(PROBLEM TO SOLVE):
Starting from the first line below, count the lines carrying the string "ApiResponse" and answer with the count by itself.

*** DATA PROVIDED ***

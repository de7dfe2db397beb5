//!
//! # Response Envelope
//!
//! Every outward-facing result, success or failure, is normalized into the
//! same three-field shape: `{success, data, message}`. Building an envelope
//! is pure shape construction; serialization happens at the Actix boundary.

use serde::{Deserialize, Serialize};

/// Uniform wrapper around any operation result.
#[derive(Debug, Serialize, Deserialize)]
pub struct ApiResponse<T> {
    pub success: bool,
    pub data: Option<T>,
    pub message: String,
}

impl<T: Serialize> ApiResponse<T> {
    pub fn success(data: T, message: impl Into<String>) -> Self {
        Self {
            success: true,
            data: Some(data),
            message: message.into(),
        }
    }

    pub fn error(data: Option<T>, message: impl Into<String>) -> Self {
        Self {
            success: false,
            data,
            message: message.into(),
        }
    }
}

#[cfg(test)]
mod tests {
    use super::*;
    use serde_json::json;

    #[test]
    fn test_success_envelope_shape() {
        let envelope = ApiResponse::success(json!({"id": 1}), "Todo created successfully");
        let value = serde_json::to_value(&envelope).unwrap();
        assert_eq!(
            value,
            json!({
                "success": true,
                "data": {"id": 1},
                "message": "Todo created successfully"
            })
        );
    }

    #[test]
    fn test_error_envelope_shape() {
        let envelope: ApiResponse<serde_json::Value> = ApiResponse::error(None, "Todo not found");
        let value = serde_json::to_value(&envelope).unwrap();
        assert_eq!(
            value,
            json!({
                "success": false,
                "data": null,
                "message": "Todo not found"
            })
        );
    }
}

*** End of DATA PROVIDED ***

(SOLUTION FOR THIS PROBLEM):
4